Korea Selatan dan Jepang Perbarui Pembicaraan Ekonomi Pasca Absen 8 Tahun
RIAU24.COM - Korea Selatan dan Jepang terlibat dalam pembicaraan ekonomi tingkat tinggi pada hari Kamis, menandai dimulainya kembali diskusi yang telah terhenti selama delapan tahun, Reuters melaporkan.
Pembicaraan, yang dimulai pada tahun 1999, menghadapi jeda sejak 2016 karena hubungan yang tegang yang berasal dari perselisihan historis terkait dengan pendudukan Jepang di Korea dari tahun 1910 hingga 1945.
Presiden Korea Selatan Yoon Suk Yeol, memprioritaskan perbaikan diplomatik, telah mengambil langkah signifikan untuk meningkatkan hubungan dengan Tokyo sejak menjabat pada 2022.
Kang Jae-kwon, wakil menteri luar negeri Korea Selatan untuk urusan ekonomi, bertemu dengan mitranya dari Jepang Keiichi Ono, wakil menteri luar negeri senior, untuk menilai kerja sama ekonomi bilateral dan membahas kebijakan keamanan ekonomi.
Kang menyatakan optimisme, dengan menyatakan, "Saya berharap pertemuan hari ini akan menjadi waktu yang konstruktif untuk berkontribusi memulihkan dan memperdalam hubungan ekonomi antara kedua negara."
Mencairnya hubungan mencerminkan tren peningkatan kerja sama yang lebih luas yang didorong oleh keprihatinan geopolitik bersama.
Awal tahun ini, Korea Selatan mengumumkan rencana perusahaannya untuk memberikan kompensasi kepada individu yang dipaksa bekerja di bawah pendudukan Jepang dari tahun 1910 hingga 1945, menandakan upaya untuk menyelesaikan perselisihan sejarah.

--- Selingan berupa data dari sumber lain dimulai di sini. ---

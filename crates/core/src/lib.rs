//! Core utilities shared by the bytecode verification crates.

#![cfg_attr(docsrs, feature(doc_cfg, doc_auto_cfg))]

pub mod error;
pub mod utils;

pub use error::{InitializationError, Result, VerifyError, VerifyIoError};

Langkah ini bertujuan untuk memperkuat persatuan di antara upaya pimpinan AS melawan tantangan bersama yang ditimbulkan oleh China dan Korea Utara.
Dalam demonstrasi kolaborasi trilateral yang ditingkatkan, Jepang, Korea Selatan, dan Amerika Serikat baru-baru ini meluncurkan sistem berbagi data rudal real-time untuk memantau program nuklir dan rudal Pyongyang.
Selanjutnya, Jepang mengembalikan Korea Selatan ke daftar putih untuk ekspor, memberikan status perdagangan jalur cepat, dan mencabut pembatasan ekspor pada bahan-bahan berteknologi tinggi pada bulan Maret.
Namun, terlepas dari langkah-langkah positif ini, gesekan yang masih ada tetap ada dalam hubungan antara Jepang dan Korea Selatan.
Tantangan yang sedang berlangsung termasuk larangan Korea Selatan selama satu dekade terhadap makanan laut dari sekitar pembangkit listrik tenaga nuklir Fukushima dan putusan pengadilan Korea Selatan baru-baru ini yang mendukung ‘wanita penghibur’ wanita yang dipaksa bekerja di rumah bordil masa perang Jepang.
Khususnya, Mahkamah Agung Korea Selatan pada hari Kamis menguatkan putusan yang memerintahkan dua perusahaan Jepang untuk memberikan kompensasi kepada warga Korea Selatan yang dipaksa bekerja di bawah pemerintahan kolonial Jepang, yang memicu protes cepat dari Tokyo.